Below are records; reproduce exactly the lines from the first through the one containing "or page state.".

---------- Entries supplied ----------

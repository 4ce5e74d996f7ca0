//! Column metadata and the column spec interpreter
//!
//! - [`ColumnDefinition`]: typed render/edit metadata for one table column
//! - [`ColumnSpec`]: parses a comma-separated token list into column definitions

pub mod definition;
pub mod spec;

// Re-exports
pub use definition::{ColumnDefinition, RenderType, requested_relations};
pub use spec::{ColumnSpec, DEFAULT_COLUMNS};
//! Error types for the tables layer.

use thiserror::Error;

/// Errors raised while building table metadata or page state.
#[non_exhaustive]
#[derive(Debug, Clone, PartialEq, Eq, Error)]
pub enum TableError {
	/// The column spec contained no usable tokens.
	#[error("Invalid column spec: {0:?}")]
	ColumnSpec(String),

	/// A page size of zero was requested.
	#[error("Invalid page size: {0} (must be greater than zero)")]
	InvalidPageSize(usize),

	/// The relation context name is not recognised.
	#[error("Unknown relation context: {0}")]
	UnknownRelationContext(String),
}

/// Result type alias for table operations.
pub type Result<T> = std::result::Result<T, TableError>;
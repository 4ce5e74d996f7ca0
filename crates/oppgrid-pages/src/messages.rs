//! Host notifications
//!
//! The controller reports the outcome of loads and saves as one-off
//! [`Notification`]s (title, message, level). Hosts receive them through a
//! [`Notifier`]: any `Fn(Notification)` closure works, and [`MemoryNotifier`]
//! queues them for later display.

use parking_lot::Mutex;
use serde::{Deserialize, Serialize};
use std::collections::VecDeque;
use std::sync::Arc;

/// Notification severity
#[derive(Debug, Clone, Copy, PartialEq, Eq, Hash, Serialize, Deserialize)]
#[serde(rename_all = "lowercase")]
pub enum Level {
	/// The operation completed
	Success,
	/// The operation failed
	Error,
}

impl Level {
	/// Returns the string representation of the level
	pub fn as_str(&self) -> &'static str {
		match self {
			Level::Success => "success",
			Level::Error => "error",
		}
	}
}

/// A one-off message for the user
#[derive(Debug, Clone, PartialEq, Eq, Serialize, Deserialize)]
pub struct Notification {
	/// Short heading
	pub title: String,
	/// Body text
	pub message: String,
	/// Severity
	pub level: Level,
}

impl Notification {
	/// Creates a success notification
	pub fn success(title: impl Into<String>, message: impl Into<String>) -> Self {
		Self {
			title: title.into(),
			message: message.into(),
			level: Level::Success,
		}
	}

	/// Creates an error notification
	pub fn error(title: impl Into<String>, message: impl Into<String>) -> Self {
		Self {
			title: title.into(),
			message: message.into(),
			level: Level::Error,
		}
	}
}

/// Receives notifications from the controller
pub trait Notifier: Send + Sync {
	/// Delivers one notification
	fn notify(&self, notification: Notification);
}

impl<F> Notifier for F
where
	F: Fn(Notification) + Send + Sync,
{
	fn notify(&self, notification: Notification) {
		self(notification)
	}
}

/// In-memory notification queue
///
/// Clones share the same queue.
#[derive(Debug, Clone, Default)]
pub struct MemoryNotifier {
	notifications: Arc<Mutex<VecDeque<Notification>>>,
}

impl MemoryNotifier {
	/// Creates an empty queue
	pub fn new() -> Self {
		Self::default()
	}

	/// Returns queued notifications without removing them
	pub fn peek(&self) -> Vec<Notification> {
		self.notifications.lock().iter().cloned().collect()
	}

	/// Removes and returns every queued notification
	pub fn drain(&self) -> Vec<Notification> {
		self.notifications.lock().drain(..).collect()
	}

	/// Drops every queued notification
	pub fn clear(&self) {
		self.notifications.lock().clear();
	}
}

impl Notifier for MemoryNotifier {
	fn notify(&self, notification: Notification) {
		self.notifications.lock().push_back(notification);
	}
}
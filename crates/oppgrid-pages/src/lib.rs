//! Controller layer for oppgrid tables
//!
//! This crate drives an opportunity table over the synchronous data layer in
//! `oppgrid-tables`. It loads records through a remote [`RecordSource`],
//! tracks inline edits as drafts, persists them through a [`RecordSink`], and
//! reports outcomes to the host as [`Notification`]s.
//!
//! # Features
//!
//! - **Configuration**: camelCase host parameters, loadable from TOML, with
//!   change detection deciding between re-parse, refetch and re-paginate
//! - **Draft Reconciliation**: one draft per cell, batch save, retry on failure
//! - **Loading Flag**: raised for a whole save including its reload
//! - **Load Ordering**: last-resolved (default) or last-requested responses
//! - **Save Policy**: refetch after save, or rebuild the table from scratch
//!
//! # Architecture
//!
//! ```text
//! TableConfig ──► TableController ──► RecordSource::fetch ──► RecordEnricher ──► PaginationState
//!                       │                                                            │
//!                       ├── EditReconciler ──► RecordSink::save                      │
//!                       │         └── Notifier                                       ▼
//!                       └──────────────────────────────────────────────────────► TableView
//! ```

#![warn(missing_docs)]
#![warn(rustdoc::broken_intra_doc_links)]

pub mod config;
pub mod controller;
pub mod drafts;
pub mod error;
pub mod messages;
pub mod server_fn;

// Re-exports for convenience
pub use config::{ConfigChanges, LoadOrdering, SavePolicy, TableConfig};
pub use controller::{LoadOutcome, SaveOutcome, TableController, TableView};
pub use drafts::{DraftEdit, EditReconciler, LoadingFlag};
pub use error::{GridError, GridResult};
pub use messages::{Level, MemoryNotifier, Notification, Notifier};
pub use server_fn::{RecordQuery, RecordSink, RecordSource, SortDirection};

/// Commonly used types
pub mod prelude {
	pub use crate::config::{LoadOrdering, SavePolicy, TableConfig};
	pub use crate::controller::{LoadOutcome, SaveOutcome, TableController, TableView};
	pub use crate::drafts::DraftEdit;
	pub use crate::messages::{MemoryNotifier, Notification, Notifier};
	pub use crate::server_fn::{RecordQuery, RecordSink, RecordSource, SortDirection};
	pub use oppgrid_tables::{
		ColumnDefinition, DisplayRecord, RawRecord, RelationContext, RemoteError,
	};
}
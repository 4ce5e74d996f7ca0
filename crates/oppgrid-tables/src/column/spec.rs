//! Column spec interpreter
//!
//! A column spec is a comma-separated list of field tokens such as
//! `"Name, StageName, RelatedAccount, Amount, CloseDate"`. Each token is
//! resolved to a [`ColumnDefinition`] by a fixed precedence of rules, first
//! match wins:
//!
//! 1. `Name`: link to the record, text from the record's own name
//! 2. `RelatedAccount`: link to the broker or insured account, depending on
//!    the [`RelationContext`]
//! 3. `Broker`, `Insured`, `Owner`: link bound to that specific relationship
//! 4. `Amount`: editable currency column
//! 5. anything else: editable column bound to the literal field, with the
//!    render type inferred from the field name
//!
//! Parsing is pure: the same column spec and context always yield the same columns.

use super::definition::{ColumnDefinition, RenderType};
use crate::error::{Result, TableError};
use crate::record::{
	NAME_FIELD, RECORD_LINK, RELATED_ACCOUNT_LINK, RELATED_ACCOUNT_NAME, Relation, RelationContext,
};
use std::fmt;
use std::str::FromStr;

/// Token list substituted when the column string is missing, blank or malformed.
pub const DEFAULT_COLUMNS: &str = "Name, StageName, RelatedAccount, Amount, CloseDate";

const NAME_ALIAS: &str = "Name";
const RELATED_ACCOUNT_ALIAS: &str = "RelatedAccount";
const CURRENCY_ALIAS: &str = "Amount";
const CURRENCY_LABEL: &str = "Amount";
const NAME_LABEL: &str = "Opportunity Name";

/// An ordered list of column tokens.
///
/// Token order defines column order; duplicates are kept as written.
#[derive(Debug, Clone, PartialEq, Eq)]
pub struct ColumnSpec {
	tokens: Vec<String>,
}

impl ColumnSpec {
	/// Parses a column string strictly.
	///
	/// # Errors
	///
	/// Returns [`TableError::ColumnSpec`] when the column string holds no tokens or any
	/// token is not a field identifier (letters, digits, `_` and `.`,
	/// starting with a letter).
	pub fn try_from_str(raw: &str) -> Result<Self> {
		let tokens: Vec<String> = raw
			.split(',')
			.map(str::trim)
			.filter(|t| !t.is_empty())
			.map(str::to_string)
			.collect();

		if tokens.is_empty() || !tokens.iter().all(|t| is_field_identifier(t)) {
			return Err(TableError::ColumnSpec(raw.to_string()));
		}

		Ok(Self { tokens })
	}

	/// Parses a column spec leniently, substituting [`DEFAULT_COLUMNS`] when the
	/// column spec is missing, blank or malformed.
	pub fn from_raw(raw: Option<&str>) -> Self {
		let Some(raw) = raw.filter(|r| !r.trim().is_empty()) else {
			return Self::default();
		};

		match Self::try_from_str(raw) {
			Ok(spec) => spec,
			Err(e) => {
				tracing::warn!(error = %e, "Falling back to default column spec");
				Self::default()
			}
		}
	}

	/// Parses a column spec leniently and resolves it under a relation context
	///
	/// # Example
	///
	/// ```rust
	/// use oppgrid_tables::{ColumnSpec, RelationContext};
	///
	/// let columns = ColumnSpec::parse(None, RelationContext::Insured);
	/// assert_eq!(columns[2].label, "Insured Account");
	/// ```
	pub fn parse(raw: Option<&str>, context: RelationContext) -> Vec<ColumnDefinition> {
		Self::from_raw(raw).columns(context)
	}

	/// Parses a column spec strictly and resolves it under a relation context
	///
	/// # Errors
	///
	/// See [`ColumnSpec::try_from_str`].
	pub fn try_parse(raw: &str, context: RelationContext) -> Result<Vec<ColumnDefinition>> {
		Ok(Self::try_from_str(raw)?.columns(context))
	}

	/// Returns the tokens in order
	pub fn tokens(&self) -> &[String] {
		&self.tokens
	}

	/// Resolves every token to a column definition, preserving order
	pub fn columns(&self, context: RelationContext) -> Vec<ColumnDefinition> {
		self.tokens.iter().map(|t| resolve(t, context)).collect()
	}
}

impl Default for ColumnSpec {
	fn default() -> Self {
		Self {
			tokens: DEFAULT_COLUMNS
				.split(',')
				.map(|t| t.trim().to_string())
				.collect(),
		}
	}
}

impl FromStr for ColumnSpec {
	type Err = TableError;

	fn from_str(s: &str) -> Result<Self> {
		Self::try_from_str(s)
	}
}

impl fmt::Display for ColumnSpec {
	fn fmt(&self, f: &mut fmt::Formatter<'_>) -> fmt::Result {
		f.write_str(&self.tokens.join(", "))
	}
}

/// Resolves a single token to its column definition.
pub fn resolve(token: &str, context: RelationContext) -> ColumnDefinition {
	if token == NAME_ALIAS {
		return ColumnDefinition::url(NAME_LABEL, RECORD_LINK, NAME_FIELD);
	}

	if token == RELATED_ACCOUNT_ALIAS {
		return ColumnDefinition::url(
			context.related_account_label(),
			RELATED_ACCOUNT_LINK,
			RELATED_ACCOUNT_NAME,
		);
	}

	if let Some(relation) = Relation::from_alias(token) {
		return ColumnDefinition::url(relation.label(), relation.link_key(), relation.name_key());
	}

	if token == CURRENCY_ALIAS {
		return ColumnDefinition::field(CURRENCY_LABEL, CURRENCY_ALIAS, RenderType::Currency);
	}

	ColumnDefinition::field(humanize(token), token, RenderType::infer(token))
}

fn is_field_identifier(token: &str) -> bool {
	let mut chars = token.chars();
	chars.next().is_some_and(|c| c.is_ascii_alphabetic())
		&& chars.all(|c| c.is_ascii_alphanumeric() || c == '_' || c == '.')
}

/// Derives a column header from a field name.
///
/// Drops a trailing `__c`, turns `_` and `.` into spaces and splits
/// camel-case words: `StageName` becomes `Stage Name`.
pub fn humanize(field: &str) -> String {
	let base = field.strip_suffix("__c").unwrap_or(field);
	let chars: Vec<char> = base.chars().collect();
	let mut out = String::with_capacity(base.len() + 4);

	for (i, &c) in chars.iter().enumerate() {
		if c == '_' || c == '.' {
			if !out.is_empty() && !out.ends_with(' ') {
				out.push(' ');
			}
			continue;
		}

		if i > 0 && c.is_uppercase() && !out.is_empty() && !out.ends_with(' ') {
			let prev = chars[i - 1];
			let next_is_lower = chars.get(i + 1).is_some_and(|n| n.is_lowercase());
			if prev.is_lowercase() || prev.is_ascii_digit() || (prev.is_uppercase() && next_is_lower) {
				out.push(' ');
			}
		}

		out.push(c);
	}

	let label = out.trim_end();
	if label.is_empty() {
		field.to_string()
	} else {
		label.to_string()
	}
}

----------

▶ _Response area_
repository 4ce5e74d996f7ca0
//! Column metadata and the column spec interpreter
//!
//! - [`ColumnDefinition`]: typed render/edit metadata for one table column
//! - [`ColumnSpec`]: parses a comma-separated token list into column definitions

pub mod definition;
pub mod spec;

// Re-exports
pub use definition::{ColumnDefinition, RenderType, requested_relations};
pub use spec::{ColumnSpec, DEFAULT_COLUMNS};
//! Error types for the tables layer.

use thiserror::Error;

/// Errors raised while building table metadata or page state.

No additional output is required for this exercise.